__TASK OBJECTIVE__: Would you retype all of these records exactly?
· · ·
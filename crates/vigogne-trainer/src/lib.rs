//! Training orchestration for Vigogne.
//!
//! This crate provides:
//! - The [`CausalLmBackend`] contract for the model side of training
//! - Supervised fine-tuning with gradient accumulation and LR scheduling
//! - Adapter checkpoints with rotation
//! - Training callbacks

#![warn(missing_docs)]

pub mod backend;
pub mod callbacks;
pub mod checkpoint;
mod error;
pub mod sft;

pub use backend::*;
pub use callbacks::*;
pub use checkpoint::*;
pub use error::*;
pub use sft::*;
//! Trainable parameter accounting.

use std::fmt;

/// Size and trainability of one parameter.
#[derive(Debug, Clone, PartialEq, Eq)]
pub struct ParameterInfo {
    /// Parameter name.
    pub name: String,
    /// Number of elements.
    pub numel: usize,
    /// Whether the optimizer updates it.
    pub trainable: bool,
}

impl ParameterInfo {
    /// Create a parameter description.
    pub fn new(name: impl Into<String>, numel: usize, trainable: bool) -> Self {
        Self {
            name: name.into(),
            numel,
            trainable,
        }
    }
}

/// Trainable versus total parameter counts.
#[derive(Debug, Clone, Copy, Default, PartialEq, Eq)]
pub struct TrainableSummary {
    /// Parameters updated by the optimizer.
    pub trainable: usize,
    /// All parameters.
    pub total: usize,
}

impl TrainableSummary {
    /// Sum over a model's parameters.
    pub fn from_parameters<'a>(params: impl IntoIterator<Item = &'a ParameterInfo>) -> Self {
        params.into_iter().fold(Self::default(), |mut acc, p| {
            acc.total += p.numel;
            if p.trainable {
                acc.trainable += p.numel;
            }
            acc
        })
    }

    /// Share of trainable parameters, in percent.
    pub fn trainable_percent(&self) -> f64 {
        if self.total == 0 {
            0.0
        } else {
            100.0 * self.trainable as f64 / self.total as f64
        }
    }

    /// Log the summary.
    pub fn log(&self) {
        tracing::info!(
            trainable = self.trainable,
            total = self.total,
            percent = self.trainable_percent(),
            "{self}"
        );
    }
}

impl fmt::Display for TrainableSummary {
    fn fmt(&self, f: &mut fmt::Formatter<'_>) -> fmt::Result {
        write!(
            f,
            "trainable params: {} || all params: {} || trainable%: {:.4}",
            self.trainable,
            self.total,
            self.trainable_percent()
        )
    }
}

#[cfg(test)]
mod tests {
    use super::*;

    #[test]
    fn test_summary() {
        let params = vec![
            ParameterInfo::new("embed_tokens.weight", 9_000, false),
            ParameterInfo::new("q_proj.lora_A.weight", 500, true),
            ParameterInfo::new("q_proj.lora_B.weight", 500, true),
        ];
        let summary = TrainableSummary::from_parameters(&params);
        assert_eq!(summary.trainable, 1_000);
        assert_eq!(summary.total, 10_000);
        assert!((summary.trainable_percent() - 10.0).abs() < 1e-12);
        assert_eq!(
            summary.to_string(),
            "trainable params: 1000 || all params: 10000 || trainable%: 10.0000"
        );
    }

    #[test]
    fn test_empty_summary() {
        assert_eq!(TrainableSummary::default().trainable_percent(), 0.0);
    }
}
· · ·
__ANSWER BOX__:
filename crates/vigogne-trainer/src/lib.rs
//! Training orchestration for Vigogne.
//!
//! This crate provides:
//! - The [`CausalLmBackend`] contract for the model side of training
//! - Supervised fine-tuning with gradient accumulation and LR scheduling
//! - Adapter checkpoints with rotation
//! - Training callbacks

#![warn(missing_docs)]

pub mod backend;
pub mod callbacks;
pub mod checkpoint;
mod error;
pub mod sft;

pub use backend::*;
pub use callbacks::*;
pub use checkpoint::*;
pub use error::*;
pub use sft::*;
//! Trainable parameter accounting.

use std::fmt;

/// Size and trainability of one parameter.
#[derive(Debug, Clone, PartialEq, Eq)]
pub struct ParameterInfo {
    /// Parameter name.
    pub name: String,
    /// Number of elements.
    pub numel: usize,
    /// Whether the optimizer updates it.
    pub trainable: bool,
}

impl ParameterInfo {
    /// Create a parameter description.
    pub fn new(name: impl Into<String>, numel: usize, trainable: bool) -> Self {
        Self {
            name: name.into(),
            numel,
            trainable,
        }
    }
}

/// Trainable versus total parameter counts.
#[derive(Debug, Clone, Copy, Default, PartialEq, Eq)]
pub struct TrainableSummary {
    /// Parameters updated by the optimizer.
    pub trainable: usize,
    /// All parameters.
    pub total: usize,
}

impl TrainableSummary {
    /// Sum over a model's parameters.
    pub fn from_parameters<'a>(params: impl IntoIterator<Item = &'a ParameterInfo>) -> Self {
        params.into_iter().fold(Self::default(), |mut acc, p| {
            acc.total += p.numel;
            if p.trainable {
                acc.trainable += p.numel;
            }
            acc
        })
    }

    /// Share of trainable parameters, in percent.
    pub fn trainable_percent(&self) -> f64 {
        if self.total == 0 {
            0.0
        } else {
            100.0 * self.trainable as f64 / self.total as f64
        }
    }

    /// Log the summary.
    pub fn log(&self) {
        tracing::info!(
            trainable = self.trainable,
            total = self.total,
            percent = self.trainable_percent(),
            "{self}"
        );
    }
}

impl fmt::Display for TrainableSummary {
    fn fmt(&self, f: &mut fmt::Formatter<'_>) -> fmt::Result {
        write!(
            f,
            "trainable params: {} || all params: {} || trainable%: {:.4}",
            self.trainable,
            self.total,
            self.trainable_percent()
        )
    }
}

#[cfg(test)]
mod tests {
    use super::*;

    #[test]
    fn test_summary() {
        let params = vec![
            ParameterInfo::new("embed_tokens.weight", 9_000, false),
            ParameterInfo::new("q_proj.lora_A.weight", 500, true),
            ParameterInfo::new("q_proj.lora_B.weight", 500, true),
        ];
        let summary = TrainableSummary::from_parameters(&params);
        assert_eq!(summary.trainable, 1_000);
        assert_eq!(summary.total, 10_000);
        assert!((summary.trainable_percent() - 10.0).abs() < 1e-12);
        assert_eq!(
            summary.to_string(),
            "trainable params: 1000 || all params: 10000 || trainable%: 10.0000"
        );
    }

    #[test]
    fn test_empty_summary() {
        assert_eq!(TrainableSummary::default().trainable_percent(), 0.0);
    }
}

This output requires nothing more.